I've ridden almost entirely barefooted for a year now (exceptions
below). The pedals I've been using are the plastic ones that come stock
on many Giant bicycles. The plastic nubs are just soft enough for bare
feet and the pedals have a large enough surface area to help distribute
the load. I've been using the same pair of pedals for a year, and
though they are a bit chewed up on the sides (from UPDs) the surfaces
are still fine, and the bearings are still as tight as new! Also, these
pedals are real cheap (at least for me) - lots of people buy the Giant
bicycles with other pedals, so the dealer sells the original pedals for
$10 a pair.

U-Turn wrote:
> ... The chances of losing a toe in the spokes are too high. ...[/B]


I concure with your warning, but ...

I'm doing about level 3-4 freestyle style riding on 20" and 24"s and
feel pretty safe. I would not want to barefoot Muni or trials - unless
I knew ahead of time that the route I was on was pretty tame for my
skill level (which is currently zip for Muni/trials).

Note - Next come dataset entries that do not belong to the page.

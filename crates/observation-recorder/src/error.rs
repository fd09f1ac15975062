#[derive(Debug, thiserror::Error)]
pub enum RecorderError {
    #[error("database error: {0}")]
    Database(#[from] sqlx::Error),

    #[error("metric registration error: {0}")]
    Metrics(#[from] prometheus::Error),
}
use std::time::Instant;

use chain_gateway::{ChainClient, ChainEventKind};
use content_codec::build_archive;
use probe_types::{Deal, DealStatus};
use rand::RngCore;
use tokio_util::sync::CancellationToken;
use tracing::{info, warn};

use crate::error::PipelineError;

/// §4.3: "sample a byte size from configured classes (uniform)."
#[derive(Debug, Clone)]
pub struct UploadProbeConfig {
    pub size_classes: Vec<usize>,
    pub enable_ipni: bool,
}

impl Default for UploadProbeConfig {
    fn default() -> Self {
        Self {
            size_classes: vec![4 * 1024, 256 * 1024, 4 * 1024 * 1024],
            enable_ipni: false,
        }
    }
}

fn sample_size(classes: &[usize]) -> usize {
    if classes.is_empty() {
        return 4 * 1024;
    }
    let idx = (rand::random::<u32>() as usize) % classes.len();
    classes[idx]
}

/// Runs the full upload probe (§4.3 steps 1-5) against one SP, mutating
/// `deal` in place as each stage completes. On any failure `deal` is left
/// at `FAILED` with `error_message` set and the error is returned; no
/// further stage executes.
pub async fn run_upload_probe(
    deal: &mut Deal,
    chain: &dyn ChainClient,
    config: &UploadProbeConfig,
    token: &CancellationToken,
) -> Result<(), PipelineError> {
    match run_upload_probe_inner(deal, chain, config, token).await {
        Ok(()) => Ok(()),
        Err(err) => {
            let probe_err = to_probe_error(&err);
            deal.fail(&probe_err);
            Err(err)
        }
    }
}

fn to_probe_error(err: &PipelineError) -> probe_types::ProbeError {
    match err {
        PipelineError::Aborted => probe_types::ProbeError::Aborted,
        PipelineError::Archive(e) => probe_types::ProbeError::Chain(e.to_string()),
        PipelineError::Chain(e) => probe_types::ProbeError::Chain(e.to_string()),
        PipelineError::Deal(e) => probe_types::ProbeError::Chain(e.to_string()),
    }
}

async fn run_upload_probe_inner(
    deal: &mut Deal,
    chain: &dyn ChainClient,
    config: &UploadProbeConfig,
    token: &CancellationToken,
) -> Result<(), PipelineError> {
    if token.is_cancelled() {
        return Err(PipelineError::Aborted);
    }

    // Step 1: sample a size and generate cryptographically random payload.
    let size = sample_size(&config.size_classes);
    let mut payload = vec![0u8; size];
    rand::rngs::OsRng.fill_bytes(&mut payload);

    deal.file_size = size as i64;

    // Step 2: archive with C3.
    let (archive_bytes, root_cid, stats) =
        build_archive(&payload, content_codec::DEFAULT_LEAF_SIZE)?;
    deal.root_cid = Some(root_cid.to_string());

    if token.is_cancelled() {
        return Err(PipelineError::Aborted);
    }

    // Step 3: ingest, measuring latency and throughput.
    let ingest_start = Instant::now();
    let receipt = chain.ingest(&deal.sp_address, &archive_bytes).await?;
    let ingest_latency_ms = ingest_start.elapsed().as_millis() as i64;
    deal.ingest_latency_ms = Some(ingest_latency_ms);
    deal.ingest_throughput_bps = Some(if ingest_latency_ms > 0 {
        (size as f64) / (ingest_latency_ms as f64 / 1000.0)
    } else {
        0.0
    });
    deal.piece_cid = Some(receipt.piece_cid.clone());
    deal.advance(DealStatus::Ingested)?;

    if token.is_cancelled() {
        return Err(PipelineError::Aborted);
    }

    // Step 4: anchor on chain; advance through the observable confirmation
    // events in the order they arrive.
    let chain_start = Instant::now();
    let events = chain.anchor(&deal.sp_address, &receipt.piece_cid).await?;
    deal.chain_latency_ms = Some(chain_start.elapsed().as_millis() as i64);

    for event in &events {
        let target = match event.kind {
            ChainEventKind::ChainConfirmed => DealStatus::ChainConfirmed,
            ChainEventKind::PieceAdded => DealStatus::PieceAdded,
            ChainEventKind::DealCreated => DealStatus::DealCreated,
        };
        if deal.status.can_advance_to(target) {
            deal.advance(target)?;
        } else {
            warn!(
                deal_id = %deal.id,
                event_kind = ?event.kind,
                current = ?deal.status,
                "chain event arrived out of order, ignoring"
            );
        }
    }

    if deal.status != DealStatus::DealCreated {
        deal.advance(DealStatus::DealCreated)?;
    }

    deal.deal_latency_ms = Some(
        deal.ingest_latency_ms.unwrap_or(0) + deal.chain_latency_ms.unwrap_or(0),
    );

    // Step 5: write strategy-specific metadata.
    deal.metadata = serde_json::json!({
        "blockCount": stats.block_count,
        "carSize": stats.archive_size,
        "enableIpni": config.enable_ipni,
    });

    info!(
        deal_id = %deal.id,
        sp_address = %deal.sp_address,
        piece_cid = ?deal.piece_cid,
        deal_latency_ms = ?deal.deal_latency_ms,
        "upload probe complete"
    );

    Ok(())
}

#[cfg(test)]
mod tests {
    use super::*;
    use async_trait::async_trait;
    use chain_gateway::{AccountInfo, ChainEventRecord, IngestReceipt, RawProvider};
    use chrono::Utc;

    struct FakeChain {
        events: Vec<ChainEventKind>,
    }

    #[async_trait]
    impl ChainClient for FakeChain {
        async fn block_number(&self) -> Result<i64, chain_gateway::ChainError> {
            Ok(1)
        }
        async fn provider_count(&self) -> Result<i64, chain_gateway::ChainError> {
            Ok(0)
        }
        async fn provider(&self, _id: i64) -> Result<Option<RawProvider>, chain_gateway::ChainError> {
            Ok(None)
        }
        async fn all_active_providers(&self) -> Result<Vec<RawProvider>, chain_gateway::ChainError> {
            Ok(vec![])
        }
        async fn account_info(&self, _wallet_address: &str) -> Result<AccountInfo, chain_gateway::ChainError> {
            Ok(AccountInfo::default())
        }
        async fn deposit(&self, _wallet_address: &str, _amount: u128) -> Result<(), chain_gateway::ChainError> {
            Ok(())
        }
        async fn approve_service(
            &self,
            _wallet_address: &str,
            _rate_allowance: u128,
            _lockup_allowance: u128,
        ) -> Result<(), chain_gateway::ChainError> {
            Ok(())
        }
        async fn ingest(&self, _sp_address: &str, _payload: &[u8]) -> Result<IngestReceipt, chain_gateway::ChainError> {
            Ok(IngestReceipt {
                piece_cid: "bafy-test-piece".to_string(),
                received_at: Utc::now(),
            })
        }
        async fn anchor(
            &self,
            _sp_address: &str,
            _piece_cid: &str,
        ) -> Result<Vec<ChainEventRecord>, chain_gateway::ChainError> {
            Ok(self
                .events
                .iter()
                .map(|&kind| ChainEventRecord { kind, at: Utc::now() })
                .collect())
        }
    }

    #[tokio::test]
    async fn successful_probe_advances_to_deal_created() {
        let chain = FakeChain {
            events: vec![
                ChainEventKind::ChainConfirmed,
                ChainEventKind::PieceAdded,
                ChainEventKind::DealCreated,
            ],
        };
        let mut deal = Deal::start("0xsp", "0xwallet", "payload.bin", 0);
        let token = CancellationToken::new();
        let config = UploadProbeConfig::default();

        run_upload_probe(&mut deal, &chain, &config, &token).await.unwrap();

        assert_eq!(deal.status, DealStatus::DealCreated);
        assert!(deal.piece_cid.is_some());
        assert!(deal.root_cid.is_some());
        assert!(deal.metadata.get("blockCount").is_some());
    }

    #[tokio::test]
    async fn missing_deal_created_event_is_synthesized() {
        // Only the first two events arrive; the probe still finishes at
        // DEAL_CREATED rather than stalling at PIECE_ADDED.
        let chain = FakeChain {
            events: vec![ChainEventKind::ChainConfirmed, ChainEventKind::PieceAdded],
        };
        let mut deal = Deal::start("0xsp", "0xwallet", "payload.bin", 0);
        let token = CancellationToken::new();
        let config = UploadProbeConfig::default();

        run_upload_probe(&mut deal, &chain, &config, &token).await.unwrap();
        assert_eq!(deal.status, DealStatus::DealCreated);
    }

    #[tokio::test]
    async fn cancelled_token_aborts_and_fails_deal() {
        let chain = FakeChain { events: vec![] };
        let mut deal = Deal::start("0xsp", "0xwallet", "payload.bin", 0);
        let token = CancellationToken::new();
        token.cancel();
        let config = UploadProbeConfig::default();

        let err = run_upload_probe(&mut deal, &chain, &config, &token).await.unwrap_err();
        assert!(matches!(err, PipelineError::Aborted));
        assert_eq!(deal.status, DealStatus::Failed);
    }
}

I played Hockey once barefoot - it worked fine but did worry me a bit.
Having since read the hockey rules, and noticed that shoes are the
_only_ required 'safety equipment', I have decided that it's probably
for good reason and am now wearing shoes for hockey.

I wore shoes to learn mounting the Coker, and expect I will wear them
for any planned fast rides.

I am also wearing shoes for giraffe riding. 1. for the softened
landing, 2. for the added ankle support, and 3. to freemount because
jamming my barefoot into the frame on top of wheel is uncomfortable even
before starting the mount. -- If/when I 'master' the giraffe and it's
freemount, I might consider barefoot on it - if I can get around #3.

Curiously there are some small benefits to riding barefoot:

You can tell exactly how your feet are placed on the pedals.

You can grip the pedals by wrapping your toes over the front edges.

You are less lekely to ride too fast (for fear of destroying your feet
in a UPD :)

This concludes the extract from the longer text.